(EXERCISE) Each line below needs to be repeated precisely as it is.

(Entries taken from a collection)
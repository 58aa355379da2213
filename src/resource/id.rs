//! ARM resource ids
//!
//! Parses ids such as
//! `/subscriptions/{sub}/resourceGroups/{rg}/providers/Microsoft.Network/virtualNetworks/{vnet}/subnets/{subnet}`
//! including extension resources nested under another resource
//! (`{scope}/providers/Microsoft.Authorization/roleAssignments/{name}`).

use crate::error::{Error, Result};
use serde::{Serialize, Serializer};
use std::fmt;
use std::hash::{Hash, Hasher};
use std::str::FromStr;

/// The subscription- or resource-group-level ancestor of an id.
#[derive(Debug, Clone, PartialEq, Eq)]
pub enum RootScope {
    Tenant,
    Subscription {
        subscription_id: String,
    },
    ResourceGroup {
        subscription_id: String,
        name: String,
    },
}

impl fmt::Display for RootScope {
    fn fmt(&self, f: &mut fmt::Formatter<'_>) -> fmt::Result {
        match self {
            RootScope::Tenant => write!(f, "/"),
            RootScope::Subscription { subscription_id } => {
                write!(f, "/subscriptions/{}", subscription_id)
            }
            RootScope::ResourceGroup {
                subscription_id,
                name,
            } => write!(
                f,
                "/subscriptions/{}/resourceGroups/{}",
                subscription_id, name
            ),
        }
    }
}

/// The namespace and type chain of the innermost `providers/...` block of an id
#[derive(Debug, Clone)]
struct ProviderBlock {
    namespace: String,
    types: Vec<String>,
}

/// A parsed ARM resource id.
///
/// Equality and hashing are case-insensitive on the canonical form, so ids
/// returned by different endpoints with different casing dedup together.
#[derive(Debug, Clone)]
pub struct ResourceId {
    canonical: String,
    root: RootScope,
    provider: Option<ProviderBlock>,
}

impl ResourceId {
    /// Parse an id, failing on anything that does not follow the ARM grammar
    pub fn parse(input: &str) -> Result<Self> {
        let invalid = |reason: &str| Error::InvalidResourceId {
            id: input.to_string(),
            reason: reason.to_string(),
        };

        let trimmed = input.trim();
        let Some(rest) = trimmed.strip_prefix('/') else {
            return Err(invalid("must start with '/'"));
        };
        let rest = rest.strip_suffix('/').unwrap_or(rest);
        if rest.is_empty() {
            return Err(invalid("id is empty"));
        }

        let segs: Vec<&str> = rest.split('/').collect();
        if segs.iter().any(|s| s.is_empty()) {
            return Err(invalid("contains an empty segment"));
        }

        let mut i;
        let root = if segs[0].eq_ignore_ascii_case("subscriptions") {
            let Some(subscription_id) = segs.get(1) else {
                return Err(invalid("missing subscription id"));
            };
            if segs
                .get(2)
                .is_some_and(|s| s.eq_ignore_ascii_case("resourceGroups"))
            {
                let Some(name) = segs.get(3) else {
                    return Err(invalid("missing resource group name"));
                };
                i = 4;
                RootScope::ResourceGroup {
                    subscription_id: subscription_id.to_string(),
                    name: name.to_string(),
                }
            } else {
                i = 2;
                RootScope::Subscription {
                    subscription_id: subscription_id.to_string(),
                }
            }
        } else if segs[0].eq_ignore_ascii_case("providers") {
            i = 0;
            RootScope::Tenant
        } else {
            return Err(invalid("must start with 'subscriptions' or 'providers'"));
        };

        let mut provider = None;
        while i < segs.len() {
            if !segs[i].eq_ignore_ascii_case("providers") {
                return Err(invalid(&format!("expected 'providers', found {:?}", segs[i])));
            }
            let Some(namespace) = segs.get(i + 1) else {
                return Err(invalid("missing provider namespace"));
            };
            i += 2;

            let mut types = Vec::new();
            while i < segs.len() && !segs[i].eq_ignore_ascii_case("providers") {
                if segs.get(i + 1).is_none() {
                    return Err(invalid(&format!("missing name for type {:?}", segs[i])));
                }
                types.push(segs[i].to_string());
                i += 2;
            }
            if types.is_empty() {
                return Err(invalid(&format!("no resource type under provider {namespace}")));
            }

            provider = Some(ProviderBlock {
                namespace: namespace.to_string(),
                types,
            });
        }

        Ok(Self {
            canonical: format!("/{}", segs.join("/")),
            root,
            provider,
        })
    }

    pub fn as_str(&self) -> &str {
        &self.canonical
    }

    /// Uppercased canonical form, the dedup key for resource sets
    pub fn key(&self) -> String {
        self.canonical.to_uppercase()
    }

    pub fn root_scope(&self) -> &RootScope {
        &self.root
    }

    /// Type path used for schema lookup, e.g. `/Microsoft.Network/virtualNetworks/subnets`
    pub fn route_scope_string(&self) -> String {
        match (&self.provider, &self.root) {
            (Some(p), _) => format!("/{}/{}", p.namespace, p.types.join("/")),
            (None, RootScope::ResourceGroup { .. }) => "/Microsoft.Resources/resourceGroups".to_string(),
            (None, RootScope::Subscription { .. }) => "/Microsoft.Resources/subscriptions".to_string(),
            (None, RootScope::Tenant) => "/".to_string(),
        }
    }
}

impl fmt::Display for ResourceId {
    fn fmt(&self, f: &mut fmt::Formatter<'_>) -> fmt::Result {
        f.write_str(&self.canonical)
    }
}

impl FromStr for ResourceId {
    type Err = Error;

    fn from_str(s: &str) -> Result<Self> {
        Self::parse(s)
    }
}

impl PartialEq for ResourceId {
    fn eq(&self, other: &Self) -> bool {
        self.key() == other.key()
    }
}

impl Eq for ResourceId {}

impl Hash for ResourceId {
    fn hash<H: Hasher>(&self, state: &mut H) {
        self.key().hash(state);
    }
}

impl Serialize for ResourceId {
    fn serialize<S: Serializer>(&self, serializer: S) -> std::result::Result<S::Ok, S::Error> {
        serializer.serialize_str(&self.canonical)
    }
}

(SOLUTION TO THIS TASK)
repository 58aa355379da2213
filename src/resource/id.rs
//! ARM resource ids
//!
//! Parses ids such as
//! `/subscriptions/{sub}/resourceGroups/{rg}/providers/Microsoft.Network/virtualNetworks/{vnet}/subnets/{subnet}`
//! including extension resources nested under another resource
//! (`{scope}/providers/Microsoft.Authorization/roleAssignments/{name}`).

use crate::error::{Error, Result};
use serde::{Serialize, Serializer};
use std::fmt;
use std::hash::{Hash, Hasher};
use std::str::FromStr;

/// The subscription- or resource-group-level ancestor of an id.
#[derive(Debug, Clone, PartialEq, Eq)]
pub enum RootScope {
    Tenant,
    Subscription {
        subscription_id: String,
    },
    ResourceGroup {
        subscription_id: String,
        name: String,
    },
}

impl fmt::Display for RootScope {
    fn fmt(&self, f: &mut fmt::Formatter<'_>) -> fmt::Result {
        match self {
            RootScope::Tenant => write!(f, "/"),
            RootScope::Subscription { subscription_id } => {
                write!(f, "/subscriptions/{}", subscription_id)
            }
            RootScope::ResourceGroup {
                subscription_id,
                name,
            } => write!(
                f,
                "/subscriptions/{}/resourceGroups/{}",
                subscription_id, name
            ),
        }
    }
}

/// The namespace and type chain of the innermost `providers/...` block of an id
#[derive(Debug, Clone)]
struct ProviderBlock {
    namespace: String,
    types: Vec<String>,
}

/// A parsed ARM resource id.
///
/// Equality and hashing are case-insensitive on the canonical form, so ids
/// returned by different endpoints with different casing dedup together.
#[derive(Debug, Clone)]
pub struct ResourceId {
    canonical: String,
    root: RootScope,
    provider: Option<ProviderBlock>,
}

impl ResourceId {
    /// Parse an id, failing on anything that does not follow the ARM grammar
    pub fn parse(input: &str) -> Result<Self> {
        let invalid = |reason: &str| Error::InvalidResourceId {
            id: input.to_string(),
            reason: reason.to_string(),
        };

        let trimmed = input.trim();
        let Some(rest) = trimmed.strip_prefix('/') else {
            return Err(invalid("must start with '/'"));
        };
        let rest = rest.strip_suffix('/').unwrap_or(rest);
        if rest.is_empty() {
            return Err(invalid("id is empty"));
        }

        let segs: Vec<&str> = rest.split('/').collect();
        if segs.iter().any(|s| s.is_empty()) {
            return Err(invalid("contains an empty segment"));
        }

        let mut i;
        let root = if segs[0].eq_ignore_ascii_case("subscriptions") {
            let Some(subscription_id) = segs.get(1) else {
                return Err(invalid("missing subscription id"));
            };
            if segs
                .get(2)
                .is_some_and(|s| s.eq_ignore_ascii_case("resourceGroups"))
            {
                let Some(name) = segs.get(3) else {
                    return Err(invalid("missing resource group name"));
                };
                i = 4;
                RootScope::ResourceGroup {
                    subscription_id: subscription_id.to_string(),
                    name: name.to_string(),
                }
            } else {
                i = 2;
                RootScope::Subscription {
                    subscription_id: subscription_id.to_string(),
                }
            }
        } else if segs[0].eq_ignore_ascii_case("providers") {
            i = 0;
            RootScope::Tenant
        } else {
            return Err(invalid("must start with 'subscriptions' or 'providers'"));
        };

        let mut provider = None;
        while i < segs.len() {
            if !segs[i].eq_ignore_ascii_case("providers") {
                return Err(invalid(&format!("expected 'providers', found {:?}", segs[i])));
            }
            let Some(namespace) = segs.get(i + 1) else {
                return Err(invalid("missing provider namespace"));
            };
            i += 2;

            let mut types = Vec::new();
            while i < segs.len() && !segs[i].eq_ignore_ascii_case("providers") {
                if segs.get(i + 1).is_none() {
                    return Err(invalid(&format!("missing name for type {:?}", segs[i])));
                }
                types.push(segs[i].to_string());
                i += 2;
            }
            if types.is_empty() {
                return Err(invalid(&format!("no resource type under provider {namespace}")));
            }

            provider = Some(ProviderBlock {
                namespace: namespace.to_string(),
                types,
            });
        }

        Ok(Self {
            canonical: format!("/{}", segs.join("/")),
            root,
            provider,
        })
    }

    pub fn as_str(&self) -> &str {
        &self.canonical
    }

    /// Uppercased canonical form, the dedup key for resource sets
    pub fn key(&self) -> String {
        self.canonical.to_uppercase()
    }

    pub fn root_scope(&self) -> &RootScope {
        &self.root
    }

    /// Type path used for schema lookup, e.g. `/Microsoft.Network/virtualNetworks/subnets`
    pub fn route_scope_string(&self) -> String {
        match (&self.provider, &self.root) {
            (Some(p), _) => format!("/{}/{}", p.namespace, p.types.join("/")),
            (None, RootScope::ResourceGroup { .. }) => "/Microsoft.Resources/resourceGroups".to_string(),
            (None, RootScope::Subscription { .. }) => "/Microsoft.Resources/subscriptions".to_string(),
            (None, RootScope::Tenant) => "/".to_string(),
        }
    }
}

impl fmt::Display for ResourceId {
    fn fmt(&self, f: &mut fmt::Formatter<'_>) -> fmt::Result {
        f.write_str(&self.canonical)
    }
}

impl FromStr for ResourceId {
    type Err = Error;

    fn from_str(s: &str) -> Result<Self> {
        Self::parse(s)
    }
}

impl PartialEq for ResourceId {
    fn eq(&self, other: &Self) -> bool {
        self.key() == other.key()
    }
}

impl Eq for ResourceId {}

impl Hash for ResourceId {
    fn hash<H: Hasher>(&self, state: &mut H) {
        self.key().hash(state);
    }
}

impl Serialize for ResourceId {
    fn serialize<S: Serializer>(&self, serializer: S) -> std::result::Result<S::Ok, S::Error> {
        serializer.serialize_str(&self.canonical)
    }
}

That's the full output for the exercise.